FIG 6.

ArsS regulates sabA, hopQ, hopA, and fecA3 expression. Strains containing insertional mutations in genes encoding ArsS, CrdS, or FlgS sensor kinases were cultured in BB-FBS-0.5% or BB-FBS-1.25% medium for 6 h. Transcript abundance was calculated using the ΔΔCT method, with each transcript signal normalized to the abundance of the gyrB internal control. The normalized transcript signals obtained for each sensor kinase mutant grown in BB-FBS-0.5% and BB-FBS-1.25% media were then compared to the normalized transcript signals obtained for wild-type H. pylori 7.13 grown in BB-FBS-0.5% medium (relative levels reported on the y axis). Each panel depicts the transcript levels for each strain and growth condition relative to that of the wild-type strain grown in BB-FBS-0.5% medium. The expression levels of the indicated genes (sabA, hopQ, hopA, fecA3, fecA2, and atpA) are shown.
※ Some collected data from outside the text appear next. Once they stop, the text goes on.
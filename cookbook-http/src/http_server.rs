// Cookbook HTTP server using Axum

use anyhow::Context;
use tracing_subscriber::{layer::SubscriberExt, util::SubscriberInitExt};

use cookbook_http::{build_router, AppState, CookiePolicy, ServerConfig};
use cookbook_lakehouse::{Cookbook, CookbookConfig};

#[tokio::main]
async fn main() -> anyhow::Result<()> {
    tracing_subscriber::registry()
        .with(
            tracing_subscriber::EnvFilter::try_from_default_env().unwrap_or_else(|_| {
                "cookbook_http=debug,cookbook_lakehouse=info,tower_http=debug,axum::rejection=trace"
                    .into()
            }),
        )
        .with(tracing_subscriber::fmt::layer())
        .init();

    let server = ServerConfig::from_env()?;
    let config = CookbookConfig::from_env().context("loading cookbook configuration")?;
    let cookbook = Cookbook::open(config)
        .await
        .context("opening cookbook tables")?;

    if let Some(admin) = &server.admin {
        let view = admin.apply(&cookbook).await?;
        tracing::info!(identity_id = %view.id, "Bootstrap admin available");
    }

    if !server.cookie_secure {
        tracing::warn!("Session cookies are sent without the Secure attribute");
    }
    let state = AppState::new(
        cookbook,
        CookiePolicy {
            secure: server.cookie_secure,
        },
    );
    let app = build_router(state);

    let addr = format!("0.0.0.0:{}", server.port);
    let listener = tokio::net::TcpListener::bind(&addr)
        .await
        .with_context(|| format!("binding {addr}"))?;
    tracing::info!("Cookbook HTTP server listening on {}", addr);

    axum::serve(listener, app)
        .with_graceful_shutdown(shutdown_signal())
        .await?;
    Ok(())
}

async fn shutdown_signal() {
    if let Err(e) = tokio::signal::ctrl_c().await {
        tracing::error!("failed to listen for shutdown signal: {}", e);
        std::future::pending::<()>().await;
    }
    tracing::info!("Shutting down");
}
Each panel depicts results from at least seven independent biological sets of H. pylori strains grown in BB-FBS-0.5% and BB-FBS-1.25% media. Symbols indicate relative transcript abundance in the indicated H. pylori strains, grown under high-salt or routine conditions. The mean and standard error of the mean are reported. Statistical differences and corresponding P values are shown for comparisons of each strain grown under high-salt conditions and routine conditions (Student's t test). In addition, analyses of variance (ANOVA), followed by Dunn's multiple-comparison test, were conducted to examine statistical differences in the transcript levels expressed by mutant strains grown in BB-FBS-0.5% medium and the levels expressed by the WT strain grown in BB-FBS-0.5% medium.